Biden could have chosen to listen to those fears. He could have stepped aside before the primary elections, or encouraged an open convention back when the New York Times’s Ezra Klein sounded the alarm bell about age in February. But he didn’t.
And then the disastrous June debate happened, and the chorus became deafening. Poll after poll found that large majorities of Americans — and even majorities of Democrats — had concluded that Biden wasn’t competent to serve a second term. (This speaks to the absurdity of the narrative, popular among some Biden dead-enders and bad faith right-wingers, that the push against Biden is undemocratic or even a kind of coup.)
Biden was not just heading for defeat. He and his party were confirming nearly every negative stereotype the voters had about the political system: Politicians were selfish, aged fools unable to act in the public interest; political parties were creatures of a corrupt elite entirely out of touch with the public.
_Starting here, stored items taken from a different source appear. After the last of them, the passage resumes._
//! WebSocket connection provider
//!
//! Owns the socket. Inbound frames are forwarded in arrival order as
//! [`ConnectionSignal`]s; outbound payloads go through a queue drained by a
//! writer task. There is no reconnect: once closed, sends fail.

use crate::runtime::{Connection, ConnectionSignal};
use crate::wire::ChatRequest;
use async_trait::async_trait;
use futures::{SinkExt, StreamExt};
use thiserror::Error;
use tokio::sync::mpsc;
use tokio_tungstenite::{connect_async, tungstenite, tungstenite::Message as WsMessage};

const OUTBOUND_QUEUE: usize = 32;

#[derive(Debug, Error)]
pub enum ConnectionError {
    #[error("websocket error: {0}")]
    WebSocket(#[from] tungstenite::Error),
    #[error("failed to encode payload: {0}")]
    Encode(#[from] serde_json::Error),
    #[error("connection closed")]
    Closed,
}

/// Client side of the chat socket
pub struct WsConnection {
    outbound_tx: mpsc::Sender<WsMessage>,
}

impl WsConnection {
    /// Start connecting to `url` in the background.
    ///
    /// `Connected` is signalled once the handshake completes; a failed
    /// handshake is signalled as `Failed` followed by `Closed`.
    pub fn spawn(url: impl Into<String>, signal_tx: mpsc::Sender<ConnectionSignal>) -> Self {
        let url = url.into();
        let (outbound_tx, outbound_rx) = mpsc::channel(OUTBOUND_QUEUE);

        tokio::spawn(async move {
            if let Err(e) = run_socket(&url, outbound_rx, &signal_tx).await {
                tracing::error!(url = %url, error = %e, "WebSocket connection failed");
                let _ = signal_tx.send(ConnectionSignal::Failed(e.to_string())).await;
            }
            let _ = signal_tx.send(ConnectionSignal::Closed).await;
        });

        Self { outbound_tx }
    }
}

#[async_trait]
impl Connection for WsConnection {
    async fn send(&self, request: &ChatRequest) -> Result<(), ConnectionError> {
        let json = request.to_json()?;
        self.outbound_tx
            .send(WsMessage::Text(json))
            .await
            .map_err(|_| ConnectionError::Closed)
    }
}

/// Connect, then pump frames both ways until either side ends
async fn run_socket(
    url: &str,
    mut outbound_rx: mpsc::Receiver<WsMessage>,
    signal_tx: &mpsc::Sender<ConnectionSignal>,
) -> Result<(), ConnectionError> {
    let (stream, _) = connect_async(url).await?;
    tracing::info!(url = %url, "WebSocket connected");
    let (mut write, mut read) = stream.split();

    let writer = tokio::spawn(async move {
        while let Some(message) = outbound_rx.recv().await {
            if let Err(e) = write.send(message).await {
                tracing::warn!(error = %e, "WebSocket write failed");
                break;
            }
        }
        let _ = write.close().await;
    });

    if signal_tx.send(ConnectionSignal::Connected).await.is_err() {
        writer.abort();
        return Ok(());
    }

    let mut outcome = Ok(());
    while let Some(result) = read.next().await {
        let text = match result {
            Ok(WsMessage::Text(text)) => text,
            Ok(WsMessage::Binary(bytes)) => String::from_utf8_lossy(&bytes).into_owned(),
            Ok(WsMessage::Close(frame)) => {
                tracing::info!(?frame, "WebSocket closed by server");
                break;
            }
            // pings are answered by tungstenite itself
            Ok(_) => continue,
            Err(e) => {
                outcome = Err(e.into());
                break;
            }
        };
        if signal_tx.send(ConnectionSignal::Frame(text)).await.is_err() {
            break;
        }
    }

    writer.abort();
    outcome
}
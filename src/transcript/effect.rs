//! Effects produced by transcript transitions

use crate::wire::ChatRequest;

/// Something the reducer noticed but deliberately kept out of the transcript
#[derive(Debug, Clone, PartialEq)]
pub enum Diagnostic {
    /// A tool result arrived for an id with no pending call
    UnmatchedToolResult { id: String },
    /// An inbound payload fell back to verbatim display
    UnrecognizedPayload { raw: String },
}

/// Effects to be executed by the runtime after a transition
#[derive(Debug, Clone, PartialEq)]
pub enum Effect {
    /// Transmit a chat payload over the connection
    SendChat(ChatRequest),

    /// Report a diagnostic (logged, never displayed)
    Diagnostic(Diagnostic),
}

impl Effect {
    pub fn unmatched_tool_result(id: impl Into<String>) -> Self {
        Effect::Diagnostic(Diagnostic::UnmatchedToolResult { id: id.into() })
    }

    pub fn unrecognized_payload(raw: impl Into<String>) -> Self {
        Effect::Diagnostic(Diagnostic::UnrecognizedPayload { raw: raw.into() })
    }
}
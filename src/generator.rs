use crate::config::Config;
use crate::errors::{ErrorLog, ScribeError};
use crate::form::FormSubmission;
use crate::gemini::{parse_generated, ProfileModel};
use crate::merger;
use crate::profile::{MergedProfile, ProfileField};
use crate::prompt::{self, GenerationRequest};
use crate::templates::{self, Rendered};
use anyhow::{Context, Result};
use colored::*;
use std::fs;
use std::io::Write;
use std::path::Path;
use std::sync::atomic::{AtomicBool, Ordering};
use tracing::{debug, info};

pub const PROFILE_FILE: &str = "profile.json";

/// Outcome of one submission. Failures are in `errors`, never returned as `Err`.
#[derive(Debug, Clone)]
pub struct SubmissionReport {
    pub rendered: Rendered,
    pub merged: Option<MergedProfile>,
    pub errors: ErrorLog,
}

/// Clears the in-flight flag when the submission's call chain ends.
struct InFlight<'a>(&'a AtomicBool);

impl Drop for InFlight<'_> {
    fn drop(&mut self) {
        self.0.store(false, Ordering::SeqCst);
    }
}

pub struct SubmissionController<M> {
    model: M,
    config: Config,
    in_flight: AtomicBool,
}

impl<M: ProfileModel> SubmissionController<M> {
    pub fn new(model: M, config: Config) -> Self {
        Self {
            model,
            config,
            in_flight: AtomicBool::new(false),
        }
    }

    /// The generate trigger is enabled exactly when no request is in flight.
    pub fn is_generate_enabled(&self) -> bool {
        !self.in_flight.load(Ordering::SeqCst)
    }

    fn begin(&self) -> Option<InFlight<'_>> {
        self.in_flight
            .compare_exchange(false, true, Ordering::SeqCst, Ordering::SeqCst)
            .ok()
            .map(|_| InFlight(&self.in_flight))
    }

    pub async fn submit(&self, form: &FormSubmission) -> SubmissionReport {
        let mut errors = ErrorLog::new();

        let Some(_guard) = self.begin() else {
            errors.push(ScribeError::Busy);
            return SubmissionReport { rendered: Rendered::failed(), merged: None, errors };
        };

        let attachments = form.attachments(self.config.max_images, self.config.max_videos);
        let video_instructions = prompt::build_video_instructions(&attachments);
        let request = prompt::build_request(&form.field_texts(), &video_instructions);
        debug!("Prompt:\n{}", request.prompt);

        let generated = match self.model.generate(&request).await {
            Ok(text) => parse_generated(&text),
            Err(e) => Err(e),
        };
        let generated = match generated {
            Ok(generated) => generated,
            Err(e) => {
                errors.push(ScribeError::Generation(format!("{:#}", e)));
                return SubmissionReport { rendered: Rendered::failed(), merged: None, errors };
            }
        };

        let image_size = form.image_size(&self.config.default_image_size);
        let outcome = merger::merge(generated, &attachments, &image_size);
        if !outcome.failures.is_empty() {
            errors.push(ScribeError::UnsupportedMedia(outcome.failures));
        }

        let rendered = templates::render(&outcome.merged);
        info!("Rendered {} profile fields", rendered.views.len());

        SubmissionReport { rendered, merged: Some(outcome.merged), errors }
    }
}

/// Builds the model request for a form. Needs no credentials.
pub fn build_request(config: &Config, form: &FormSubmission) -> GenerationRequest {
    let attachments = form.attachments(config.max_images, config.max_videos);
    let video_instructions = prompt::build_video_instructions(&attachments);
    prompt::build_request(&form.field_texts(), &video_instructions)
}

/// Writes the results page, stylesheet, raw field blocks and merged JSON.
pub fn write_outputs<P: AsRef<Path>>(report: &SubmissionReport, output_dir: P) -> Result<()> {
    let output_dir = output_dir.as_ref();
    fs::create_dir_all(output_dir)
        .context("Failed to create output directory")?;

    let page = templates::render_page(&report.rendered, &report.errors, chrono::Utc::now());
    fs::write(output_dir.join("index.html"), page)
        .context("Failed to write index.html")?;
    fs::write(output_dir.join("style.css"), templates::generate_css())
        .context("Failed to write style.css")?;

    let fields_dir = output_dir.join("fields");
    if fields_dir.exists() {
        fs::remove_dir_all(&fields_dir)
            .context("Failed to clear previous field blocks")?;
    }

    if let Some(merged) = &report.merged {
        fs::create_dir_all(&fields_dir)
            .context("Failed to create fields directory")?;
        for view in &report.rendered.views {
            fs::write(fields_dir.join(format!("{}.html", view.field.key())), &view.html)
                .with_context(|| format!("Failed to write block for {}", view.field))?;
        }

        let json = serde_json::to_string_pretty(merged)
            .context("Failed to serialize merged profile")?;
        fs::write(output_dir.join(PROFILE_FILE), json)
            .context("Failed to write profile.json")?;
    } else {
        let stale = output_dir.join(PROFILE_FILE);
        if stale.exists() {
            fs::remove_file(stale).context("Failed to remove stale profile.json")?;
        }
    }

    Ok(())
}

pub fn print_summary(report: &SubmissionReport) {
    for view in &report.rendered.views {
        let counter = format!("{} / {}", view.char_count, report.rendered.char_limit);
        let counter = if view.over_limit { counter.red().bold() } else { counter.green() };
        println!("  {} {}", format!("{:<28}", view.title).white().bold(), counter);
    }
    if let Some(message) = report.errors.display() {
        eprintln!("{}", message.red());
    }
}

/// Writes one field's raw HTML from a previous run to `out`.
pub fn copy_field<P: AsRef<Path>, W: Write>(output_dir: P, field: ProfileField, out: &mut W) -> Result<(), ScribeError> {
    let path = output_dir.as_ref().join(PROFILE_FILE);
    let content = fs::read_to_string(&path)
        .map_err(|e| ScribeError::Clipboard(format!("Failed to copy text: {} ({})", path.display(), e)))?;
    let merged: MergedProfile = serde_json::from_str(&content)
        .map_err(|e| ScribeError::Clipboard(format!("Failed to copy text: {}", e)))?;
    let html = merged
        .get(field)
        .ok_or_else(|| ScribeError::Clipboard(format!("Failed to copy text: {} is empty", field)))?;

    out.write_all(html.as_bytes())
        .and_then(|_| out.flush())
        .map_err(|e| ScribeError::Clipboard(format!("Failed to copy text: {}", e)))
}

#[cfg(test)]
mod tests {
    use super::*;
    use anyhow::anyhow;
    use async_trait::async_trait;
    use std::sync::Mutex;
    use tempfile::tempdir;
    use tokio::sync::Notify;

    const FULL: &str = r#"{"myBusiness":"<p>Roofs</p>","topProduct":"<p>Widgets</p>","topProblemSolved":"<p>Leaks</p>",
        "idealReferral":"<p>Owners</p>","idealReferralPartner":"","bniStory":"<p>Story</p>"}"#;

    struct StubModel {
        reply: Result<String, String>,
        seen: Mutex<Vec<String>>,
    }

    impl StubModel {
        fn ok(text: &str) -> Self {
            Self { reply: Ok(text.to_string()), seen: Mutex::new(Vec::new()) }
        }

        fn failing(message: &str) -> Self {
            Self { reply: Err(message.to_string()), seen: Mutex::new(Vec::new()) }
        }
    }

    #[async_trait]
    impl ProfileModel for StubModel {
        async fn generate(&self, request: &GenerationRequest) -> Result<String> {
            self.seen.lock().unwrap().push(request.prompt.clone());
            self.reply.clone().map_err(|e| anyhow!(e))
        }
    }

    fn form() -> FormSubmission {
        FormSubmission::parse(
            r#"
fields:
  my-business: We fix roofs.
images:
  - category: myBusiness
    url: https://www.dropbox.com/s/abc123/pic.jpg?dl=0
  - category: topProduct
    url: https://imgur.com/a/album
  - category: idealReferralPartner
    url: https://imgur.com/aBcD12
videos:
  - category: bniStory
    url: https://www.youtube.com/watch?v=xyz
image_size: "50%"
"#,
        )
        .unwrap()
    }

    #[tokio::test]
    async fn submission_merges_images_and_reports_bad_links() {
        let generator = SubmissionController::new(StubModel::ok(FULL), Config::default());
        let report = generator.submit(&form()).await;

        let prompt = generator.model.seen.lock().unwrap()[0].clone();
        assert!(prompt.contains("My Business: We fix roofs."));
        assert!(prompt.contains("Embed Video #1 ('https://www.youtube.com/watch?v=xyz') into the section: 'bniStory'"));

        let merged = report.merged.as_ref().unwrap();
        let business = merged.get(ProfileField::MyBusiness).unwrap();
        assert!(business.starts_with("<p>Roofs</p><img"));
        assert!(business.contains("max-width: 50%;"));
        assert!(business.contains("?raw=1"));
        assert_eq!(merged.get(ProfileField::TopProduct), Some("<p>Widgets</p>"));
        assert_eq!(merged.get(ProfileField::IdealReferralPartner), None);

        assert_eq!(
            report.errors.entries(),
            &[ScribeError::UnsupportedMedia(vec!["https://imgur.com/a/album".to_string()])]
        );
        assert_eq!(report.rendered.views.len(), 5);
        assert!(report.rendered.preview.starts_with("<p><strong>My Business</strong></p>"));
        assert!(generator.is_generate_enabled());
    }

    #[tokio::test]
    async fn model_failure_replaces_the_preview() {
        let generator = SubmissionController::new(StubModel::failing("quota exceeded"), Config::default());
        let report = generator.submit(&form()).await;

        assert!(report.merged.is_none());
        assert_eq!(report.rendered.preview, templates::PREVIEW_ERROR);
        assert_eq!(report.errors.display().unwrap(), "Error: quota exceeded");
        assert!(generator.is_generate_enabled());
    }

    #[tokio::test]
    async fn non_json_output_is_a_generation_failure() {
        let generator = SubmissionController::new(StubModel::ok("Here is your profile!"), Config::default());
        let report = generator.submit(&form()).await;

        assert!(matches!(report.errors.entries(), [ScribeError::Generation(_)]));
        assert!(report.errors.preview_failed());
    }

    struct BlockingModel {
        started: Notify,
        release: Notify,
    }

    #[async_trait]
    impl ProfileModel for BlockingModel {
        async fn generate(&self, _request: &GenerationRequest) -> Result<String> {
            self.started.notify_one();
            self.release.notified().await;
            Ok(FULL.to_string())
        }
    }

    #[tokio::test]
    async fn second_submit_while_in_flight_is_rejected() {
        let generator = SubmissionController::new(
            BlockingModel { started: Notify::new(), release: Notify::new() },
            Config::default(),
        );
        let form = form();

        let (first, second) = tokio::join!(generator.submit(&form), async {
            generator.model.started.notified().await;
            assert!(!generator.is_generate_enabled());
            let second = generator.submit(&form).await;
            generator.model.release.notify_one();
            second
        });

        assert!(first.merged.is_some());
        assert_eq!(second.errors.entries(), &[ScribeError::Busy]);
        assert!(generator.is_generate_enabled());
    }

    #[tokio::test]
    async fn outputs_are_written_and_copyable() {
        let dir = tempdir().unwrap();
        let generator = SubmissionController::new(StubModel::ok(FULL), Config::default());
        let report = generator.submit(&form()).await;

        write_outputs(&report, dir.path()).unwrap();
        assert!(dir.path().join("index.html").exists());
        assert!(dir.path().join("style.css").exists());
        assert_eq!(fs::read_to_string(dir.path().join("fields/topProduct.html")).unwrap(), "<p>Widgets</p>");
        assert!(!dir.path().join("fields/idealReferralPartner.html").exists());

        let mut out = Vec::new();
        copy_field(dir.path(), ProfileField::TopProblemSolved, &mut out).unwrap();
        assert_eq!(String::from_utf8(out).unwrap(), "<p>Leaks</p>");

        let err = copy_field(dir.path(), ProfileField::IdealReferralPartner, &mut Vec::new()).unwrap_err();
        assert!(matches!(err, ScribeError::Clipboard(_)));
    }

    #[test]
    fn offline_request_respects_the_video_cap() {
        let config = Config { max_videos: 0, ..Config::default() };
        let request = build_request(&config, &form());
        assert!(request.prompt.contains(crate::prompt::NO_VIDEOS));
        assert!(request.prompt.contains("Top Product/Service: Not provided."));
    }

    #[test]
    fn copy_without_a_previous_run_is_a_clipboard_error() {
        let dir = tempdir().unwrap();
        let err = copy_field(dir.path(), ProfileField::MyBusiness, &mut Vec::new()).unwrap_err();
        assert!(matches!(err, ScribeError::Clipboard(_)));
    }
}
use thiserror::Error;

pub const ERROR_PREFIX: &str = "Error: ";

#[derive(Debug, Clone, PartialEq, Eq, Error)]
pub enum ScribeError {
    #[error("{0}")]
    Initialization(String),

    #[error("{0}")]
    Generation(String),

    #[error("Invalid image link(s) provided: {}. Please use valid, public Dropbox or Imgur links.", .0.join(", "))]
    UnsupportedMedia(Vec<String>),

    #[error("{0}")]
    Clipboard(String),

    #[error("A profile is already being generated. Wait for it to finish.")]
    Busy,
}

impl ScribeError {
    /// Whether the failure wipes the preview for this submission.
    pub fn replaces_preview(&self) -> bool {
        matches!(
            self,
            ScribeError::Initialization(_) | ScribeError::Generation(_) | ScribeError::Busy
        )
    }
}

/// Append-only record of every failure seen during one submission.
#[derive(Debug, Clone, Default, PartialEq, Eq)]
pub struct ErrorLog {
    entries: Vec<ScribeError>,
}

impl ErrorLog {
    pub fn new() -> Self {
        Self::default()
    }

    pub fn push(&mut self, error: ScribeError) {
        tracing::warn!("{}", error);
        self.entries.push(error);
    }

    pub fn is_empty(&self) -> bool {
        self.entries.is_empty()
    }

    pub fn entries(&self) -> &[ScribeError] {
        &self.entries
    }

    pub fn preview_failed(&self) -> bool {
        self.entries.iter().any(ScribeError::replaces_preview)
    }

    /// All messages, one per line, with the prefix written once.
    pub fn display(&self) -> Option<String> {
        if self.entries.is_empty() {
            return None;
        }
        let messages: Vec<String> = self.entries.iter().map(ToString::to_string).collect();
        Some(format!("{}{}", ERROR_PREFIX, messages.join("\n")))
    }
}
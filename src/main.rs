use anyhow::{Context, Result};
use clap::{Parser, Subcommand};
use colored::*;
use indicatif::{ProgressBar, ProgressStyle};
use std::path::PathBuf;
use std::process;
use std::time::Duration;
use tracing_subscriber::EnvFilter;

use profile_scribe::config::Config;
use profile_scribe::errors::ErrorLog;
use profile_scribe::form::{self, FormSubmission};
use profile_scribe::gemini::GeminiClient;
use profile_scribe::generator::{self, SubmissionController};
use profile_scribe::links::{self, NormalizedLink};
use profile_scribe::profile::ProfileField;

#[derive(Parser)]
#[command(name = "profile-scribe")]
#[command(about = "Turns plain profile text into copy-pasteable BNI Connect HTML")]
#[command(version)]
struct Cli {
    #[command(subcommand)]
    command: Commands,
}

#[derive(Subcommand)]
enum Commands {
    /// Generate profile HTML from a submission file
    Generate {
        /// Path to the submission file
        #[arg(short, long, default_value = "profile.yaml")]
        input: PathBuf,

        /// Path to config file
        #[arg(short, long, default_value = "config.json")]
        config: PathBuf,

        /// Output directory (overrides config)
        #[arg(short, long)]
        output: Option<PathBuf>,
    },
    /// Create a starter submission file
    New {
        /// Where to write the file
        #[arg(default_value = "profile.yaml")]
        path: PathBuf,
    },
    /// Print the prompt that would be sent to the model
    Prompt {
        /// Path to the submission file
        #[arg(short, long, default_value = "profile.yaml")]
        input: PathBuf,

        /// Path to config file
        #[arg(short, long, default_value = "config.json")]
        config: PathBuf,
    },
    /// Show the direct image URL for a Dropbox or Imgur share link
    Normalize {
        url: String,
    },
    /// Print one field's raw HTML from the last generation
    Copy {
        /// Field key, e.g. myBusiness
        #[arg(short, long)]
        field: String,

        /// Path to config file
        #[arg(short, long, default_value = "config.json")]
        config: PathBuf,

        /// Output directory of the previous run (overrides config)
        #[arg(short, long)]
        output: Option<PathBuf>,
    },
}

#[tokio::main]
async fn main() -> Result<()> {
    dotenv::dotenv().ok();
    tracing_subscriber::fmt()
        .with_env_filter(EnvFilter::try_from_default_env().unwrap_or_else(|_| EnvFilter::new("warn")))
        .with_writer(std::io::stderr)
        .init();

    let cli = Cli::parse();

    match cli.command {
        Commands::Generate { input, config, output } => {
            generate_profile(input, config, output).await?;
        }
        Commands::New { path } => {
            form::write_starter(&path)?;
            println!("{}", "Submission file created.".green().bold());
            println!("  Fill in {} and run {}", path.display().to_string().cyan(), "profile-scribe generate".yellow());
        }
        Commands::Prompt { input, config } => {
            let config = Config::load(&config)
                .context("Failed to load configuration")?;
            let form = FormSubmission::load(&input)?;
            println!("{}", generator::build_request(&config, &form).prompt);
        }
        Commands::Normalize { url } => match links::normalize(&url) {
            NormalizedLink::Direct(direct) => println!("{}", direct),
            NormalizedLink::Unsupported => {
                eprintln!("{}", format!("Unsupported link: {}", url).red());
                eprintln!("{}", "Use a public Dropbox file link or a single Imgur image.".yellow());
                process::exit(1);
            }
        },
        Commands::Copy { field, config, output } => {
            let config = Config::load(&config)
                .context("Failed to load configuration")?;
            let output_dir = output.unwrap_or_else(|| PathBuf::from(&config.output_dir));
            let Some(field) = ProfileField::from_key(&field) else {
                let keys: Vec<&str> = ProfileField::ALL.iter().map(|f| f.key()).collect();
                eprintln!("{}", format!("Error: Unknown field '{}'. Expected one of: {}", field, keys.join(", ")).red());
                process::exit(1);
            };
            let mut stdout = std::io::stdout().lock();
            if let Err(e) = generator::copy_field(&output_dir, field, &mut stdout) {
                let mut errors = ErrorLog::new();
                errors.push(e);
                if let Some(message) = errors.display() {
                    eprintln!("{}", message.red());
                }
                process::exit(1);
            }
        }
    }

    Ok(())
}

async fn generate_profile(input: PathBuf, config_path: PathBuf, output: Option<PathBuf>) -> Result<()> {
    let config = Config::load(&config_path)
        .context("Failed to load configuration")?;
    let form = FormSubmission::load(&input)?;
    let output_dir = output.unwrap_or_else(|| PathBuf::from(&config.output_dir));

    let client = match GeminiClient::new(&config) {
        Ok(client) => client,
        Err(e) => {
            let mut errors = ErrorLog::new();
            errors.push(e);
            if let Some(message) = errors.display() {
                eprintln!("{}", message.red());
            }
            eprintln!("{}", "Set GEMINI_API_KEY (or API_KEY) in the environment or a .env file.".yellow());
            process::exit(1);
        }
    };

    let generator = SubmissionController::new(client, config);

    let spinner = ProgressBar::new_spinner();
    spinner.set_style(ProgressStyle::with_template("{spinner:.cyan} {msg}")?);
    spinner.set_message("Generating...");
    spinner.enable_steady_tick(Duration::from_millis(100));
    let report = generator.submit(&form).await;
    spinner.finish_and_clear();

    generator::write_outputs(&report, &output_dir)?;

    if report.merged.is_some() {
        println!("{}", "Profile HTML generated".green().bold());
    }
    generator::print_summary(&report);
    println!("{}", format!("Preview: {}", output_dir.join("index.html").display()).blue());

    if report.errors.preview_failed() {
        process::exit(1);
    }
    Ok(())
}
In stepping aside, Biden flips the script. He showed that, when push really came to shove, there was something more important to the president than power: the fortunes of the party and the fate of his country. Even if the actual sequence of events followed the apocryphal quip that “Americans will always do the right thing, only after they have tried everything else,” he did, ultimately, come to the right conclusion.
It’s enough to make even the most jaded observer a little more optimistic about American democracy — for at least two big reasons.
First, it shows that there can still be standards in politics.
American politics isn’t just made up of two parties, wholly owned by party elites, locked in a mortal and uncompromising struggle to the death. At least one of our parties is capable of policing its own: challenging an incumbent president and, ultimately, convincing him to step aside. The contrast with the GOP’s behavior after Trump’s many scandals — from the Access Hollywood tape to the January 6 Capitol riot — is unmistakable.
Second, Biden’s departure shows that unexpected things can still happen.
This is hard to prove, but I think so much of the polling showing public distrust in the American government is rooted in a sense that it’s stuck: that what’s happening right now isn’t working, and that no one is capable of doing anything surprising to right the ship. But a president abandoning a reelection campaign is nothing if not surprising.
Politicians like Trump, in both the United States and elsewhere, thrive on the notion that the system is broken and nothing can be done to fix it. This is a problem not just because those specific politicians are dangerous, but because distrust rots democracy’s foundations.
By showing that the system doesn’t only throw up unappealing options — that politics can be more than just a contest between two unpopular older men — Biden and the Democrats just did real work at repairing those foundations. They showed that a central promise of democracy, that it can self-correct after even grievous errors, remains intact.
Fully repairing American democracy will take a lot more work than this, of course. The problems run much deeper than the 2020 election.
But this is a big step in the right direction. And as a result, I’m feeling something that might seem unusual in the oft-gloomy world of American politics: hope.